_PROMPT_:
Return the material unaltered, line by line.
+++
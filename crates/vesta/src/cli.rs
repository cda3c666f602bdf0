//! Clap derive structures for the `vesta` CLI.

use std::path::PathBuf;

use clap::{Args, Parser, Subcommand, ValueEnum};
use clap_complete::Shell;

use vesta_core::ArmMode;

// ── Top-Level CLI ────────────────────────────────────────────────────

/// vesta -- talk to a Vesta alarm panel over the local network
#[derive(Debug, Parser)]
#[command(
    name = "vesta",
    version,
    about = "Monitor and arm Vesta alarm panels from the command line",
    long_about = "Polls the panel's local HTTP API for status, enrolled devices and\n\
        the event log, and issues arm-mode commands that are confirmed\n\
        against the polled state.",
    propagate_version = true,
    subcommand_required = true,
    arg_required_else_help = true
)]
pub struct Cli {
    #[command(flatten)]
    pub global: GlobalOpts,

    #[command(subcommand)]
    pub command: Command,
}

// ── Global Options ───────────────────────────────────────────────────

#[derive(Debug, Args)]
pub struct GlobalOpts {
    /// Panel profile to use
    #[arg(long, short = 'p', env = "VESTA_PROFILE", global = true)]
    pub profile: Option<String>,

    /// Panel host or IP, optionally with :port (overrides profile)
    #[arg(long, short = 'H', env = "VESTA_HOST", global = true)]
    pub host: Option<String>,

    /// Panel username (overrides profile)
    #[arg(long, short = 'u', env = "VESTA_USERNAME", global = true)]
    pub username: Option<String>,

    /// Config file path
    #[arg(long, env = "VESTA_CONFIG", global = true)]
    pub config: Option<PathBuf>,

    /// Talk HTTPS to the panel
    #[arg(long, global = true)]
    pub https: bool,

    /// Output format
    #[arg(
        long,
        short = 'o',
        env = "VESTA_OUTPUT",
        default_value = "table",
        global = true
    )]
    pub output: OutputFormat,

    /// When to use color output
    #[arg(long, default_value = "auto", global = true)]
    pub color: ColorMode,

    /// Increase verbosity (-v, -vv, -vvv)
    #[arg(long, short = 'v', action = clap::ArgAction::Count, global = true)]
    pub verbose: u8,

    /// Suppress non-error output
    #[arg(long, short = 'q', global = true)]
    pub quiet: bool,

    /// Request timeout in seconds, shorter than the tick deadline (overrides profile)
    #[arg(long, env = "VESTA_TIMEOUT", global = true)]
    pub timeout: Option<u64>,
}

// ── Output & Color Enums ─────────────────────────────────────────────

#[derive(Debug, Clone, Copy, ValueEnum)]
pub enum OutputFormat {
    /// Pretty table (default, interactive)
    Table,
    /// Pretty-printed JSON
    Json,
    /// Compact single-line JSON
    JsonCompact,
    /// YAML
    Yaml,
    /// Plain text, one value per line (scripting)
    Plain,
}

#[derive(Debug, Clone, Copy, ValueEnum)]
pub enum ColorMode {
    /// Auto-detect (color if terminal is interactive)
    Auto,
    /// Always emit color codes
    Always,
    /// Never emit color codes
    Never,
}

// ── Top-Level Command Enum ───────────────────────────────────────────

#[derive(Debug, Subcommand)]
pub enum Command {
    /// Show arm mode and panel health
    #[command(alias = "st")]
    Status,

    /// List enrolled devices
    #[command(alias = "dev", alias = "d")]
    Devices(DevicesArgs),

    /// Show the recent event log
    #[command(alias = "ev")]
    Events(EventsArgs),

    /// Poll continuously and print changes as they happen
    Watch(WatchArgs),

    /// Change the arm mode and wait for the panel to confirm it
    Arm(ArmArgs),

    /// Manage CLI configuration and profiles
    Config(ConfigArgs),

    /// Generate shell completions
    Completions(CompletionsArgs),
}

// ── Resource Args ────────────────────────────────────────────────────

#[derive(Debug, Args)]
pub struct DevicesArgs {
    /// Only devices currently reporting an active state
    #[arg(long)]
    pub triggered: bool,

    /// Show a single device by id
    pub id: Option<String>,
}

#[derive(Debug, Args)]
pub struct EventsArgs {
    /// Only events attributed to this device
    #[arg(long, short = 'd')]
    pub device: Option<String>,

    /// Show at most this many events (newest first)
    #[arg(long, short = 'n')]
    pub limit: Option<usize>,
}

#[derive(Debug, Args)]
pub struct WatchArgs {
    /// Poll interval, e.g. "5s" (overrides profile)
    #[arg(long, value_parser = humantime_duration)]
    pub interval: Option<std::time::Duration>,
}

#[derive(Debug, Args)]
pub struct ArmArgs {
    /// Target mode
    pub mode: ArmTarget,

    /// Panel area (overrides profile)
    #[arg(long)]
    pub area: Option<u8>,
}

#[derive(Debug, Clone, Copy, ValueEnum)]
pub enum ArmTarget {
    /// Disarm the panel
    #[value(alias = "off")]
    Disarm,
    /// Full arm
    Away,
    /// Perimeter arm while occupied
    #[value(alias = "stay")]
    Home,
    /// Night arm
    Night,
}

impl From<ArmTarget> for ArmMode {
    fn from(target: ArmTarget) -> Self {
        match target {
            ArmTarget::Disarm => Self::Disarmed,
            ArmTarget::Away => Self::ArmedAway,
            ArmTarget::Home => Self::ArmedHome,
            ArmTarget::Night => Self::ArmedNight,
        }
    }
}

// ── Config ───────────────────────────────────────────────────────────

#[derive(Debug, Args)]
pub struct ConfigArgs {
    #[command(subcommand)]
    pub command: ConfigCommand,
}

#[derive(Debug, Subcommand)]
pub enum ConfigCommand {
    /// Interactive configuration wizard
    Init,

    /// Display the current configuration
    Show,

    /// List configured profiles (* marks the default)
    Profiles,

    /// Set the default profile
    Use {
        /// Profile name
        name: String,
    },

    /// Store the panel password in the system keyring
    SetPassword {
        /// Profile (defaults to the active profile)
        #[arg(long)]
        profile: Option<String>,
    },

    /// Check that the active profile can reach and log in to the panel
    Test,
}

#[derive(Debug, Args)]
pub struct CompletionsArgs {
    /// Shell to generate completions for
    pub shell: Shell,
}

fn humantime_duration(raw: &str) -> Result<std::time::Duration, String> {
    let duration = humantime::parse_duration(raw).map_err(|e| e.to_string())?;
    if duration.is_zero() {
        return Err("interval must be greater than zero".into());
    }
    Ok(duration)
}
+++
_ANSWER TO THE EXERCISE_:
filename crates/vesta/src/cli.rs
repository cda3c666f602bdf0
//! Clap derive structures for the `vesta` CLI.

use std::path::PathBuf;

use clap::{Args, Parser, Subcommand, ValueEnum};
use clap_complete::Shell;

use vesta_core::ArmMode;

// ── Top-Level CLI ────────────────────────────────────────────────────

/// vesta -- talk to a Vesta alarm panel over the local network
#[derive(Debug, Parser)]
#[command(
    name = "vesta",
    version,
    about = "Monitor and arm Vesta alarm panels from the command line",
    long_about = "Polls the panel's local HTTP API for status, enrolled devices and\n\
        the event log, and issues arm-mode commands that are confirmed\n\
        against the polled state.",
    propagate_version = true,
    subcommand_required = true,
    arg_required_else_help = true
)]
pub struct Cli {
    #[command(flatten)]
    pub global: GlobalOpts,

    #[command(subcommand)]
    pub command: Command,
}

// ── Global Options ───────────────────────────────────────────────────

#[derive(Debug, Args)]
pub struct GlobalOpts {
    /// Panel profile to use
    #[arg(long, short = 'p', env = "VESTA_PROFILE", global = true)]
    pub profile: Option<String>,

    /// Panel host or IP, optionally with :port (overrides profile)
    #[arg(long, short = 'H', env = "VESTA_HOST", global = true)]
    pub host: Option<String>,

    /// Panel username (overrides profile)
    #[arg(long, short = 'u', env = "VESTA_USERNAME", global = true)]
    pub username: Option<String>,

    /// Config file path
    #[arg(long, env = "VESTA_CONFIG", global = true)]
    pub config: Option<PathBuf>,

    /// Talk HTTPS to the panel
    #[arg(long, global = true)]
    pub https: bool,

    /// Output format
    #[arg(
        long,
        short = 'o',
        env = "VESTA_OUTPUT",
        default_value = "table",
        global = true
    )]
    pub output: OutputFormat,

    /// When to use color output
    #[arg(long, default_value = "auto", global = true)]
    pub color: ColorMode,

    /// Increase verbosity (-v, -vv, -vvv)
    #[arg(long, short = 'v', action = clap::ArgAction::Count, global = true)]
    pub verbose: u8,

    /// Suppress non-error output
    #[arg(long, short = 'q', global = true)]
    pub quiet: bool,

    /// Request timeout in seconds, shorter than the tick deadline (overrides profile)
    #[arg(long, env = "VESTA_TIMEOUT", global = true)]
    pub timeout: Option<u64>,
}

// ── Output & Color Enums ─────────────────────────────────────────────

#[derive(Debug, Clone, Copy, ValueEnum)]
pub enum OutputFormat {
    /// Pretty table (default, interactive)
    Table,
    /// Pretty-printed JSON
    Json,
    /// Compact single-line JSON
    JsonCompact,
    /// YAML
    Yaml,
    /// Plain text, one value per line (scripting)
    Plain,
}

#[derive(Debug, Clone, Copy, ValueEnum)]
pub enum ColorMode {
    /// Auto-detect (color if terminal is interactive)
    Auto,
    /// Always emit color codes
    Always,
    /// Never emit color codes
    Never,
}

// ── Top-Level Command Enum ───────────────────────────────────────────

#[derive(Debug, Subcommand)]
pub enum Command {
    /// Show arm mode and panel health
    #[command(alias = "st")]
    Status,

    /// List enrolled devices
    #[command(alias = "dev", alias = "d")]
    Devices(DevicesArgs),

    /// Show the recent event log
    #[command(alias = "ev")]
    Events(EventsArgs),

    /// Poll continuously and print changes as they happen
    Watch(WatchArgs),

    /// Change the arm mode and wait for the panel to confirm it
    Arm(ArmArgs),

    /// Manage CLI configuration and profiles
    Config(ConfigArgs),

    /// Generate shell completions
    Completions(CompletionsArgs),
}

// ── Resource Args ────────────────────────────────────────────────────

#[derive(Debug, Args)]
pub struct DevicesArgs {
    /// Only devices currently reporting an active state
    #[arg(long)]
    pub triggered: bool,

    /// Show a single device by id
    pub id: Option<String>,
}

#[derive(Debug, Args)]
pub struct EventsArgs {
    /// Only events attributed to this device
    #[arg(long, short = 'd')]
    pub device: Option<String>,

    /// Show at most this many events (newest first)
    #[arg(long, short = 'n')]
    pub limit: Option<usize>,
}

#[derive(Debug, Args)]
pub struct WatchArgs {
    /// Poll interval, e.g. "5s" (overrides profile)
    #[arg(long, value_parser = humantime_duration)]
    pub interval: Option<std::time::Duration>,
}

#[derive(Debug, Args)]
pub struct ArmArgs {
    /// Target mode
    pub mode: ArmTarget,

    /// Panel area (overrides profile)
    #[arg(long)]
    pub area: Option<u8>,
}

#[derive(Debug, Clone, Copy, ValueEnum)]
pub enum ArmTarget {
    /// Disarm the panel
    #[value(alias = "off")]
    Disarm,
    /// Full arm
    Away,
    /// Perimeter arm while occupied
    #[value(alias = "stay")]
    Home,
    /// Night arm
    Night,
}

impl From<ArmTarget> for ArmMode {
    fn from(target: ArmTarget) -> Self {
        match target {
            ArmTarget::Disarm => Self::Disarmed,
            ArmTarget::Away => Self::ArmedAway,
            ArmTarget::Home => Self::ArmedHome,
            ArmTarget::Night => Self::ArmedNight,
        }
    }
}

// ── Config ───────────────────────────────────────────────────────────

#[derive(Debug, Args)]
pub struct ConfigArgs {
    #[command(subcommand)]
    pub command: ConfigCommand,
}

#[derive(Debug, Subcommand)]
pub enum ConfigCommand {
    /// Interactive configuration wizard
    Init,

    /// Display the current configuration
    Show,

    /// List configured profiles (* marks the default)
    Profiles,

    /// Set the default profile
    Use {
        /// Profile name
        name: String,
    },

    /// Store the panel password in the system keyring
    SetPassword {
        /// Profile (defaults to the active profile)
        #[arg(long)]
        profile: Option<String>,
    },

    /// Check that the active profile can reach and log in to the panel
    Test,
}

#[derive(Debug, Args)]
pub struct CompletionsArgs {
    /// Shell to generate completions for
    pub shell: Shell,
}

fn humantime_duration(raw: &str) -> Result<std::time::Duration, String> {
    let duration = humantime::parse_duration(raw).map_err(|e| e.to_string())?;
    if duration.is_zero() {
        return Err("interval must be greater than zero".into());
    }
    Ok(duration)
}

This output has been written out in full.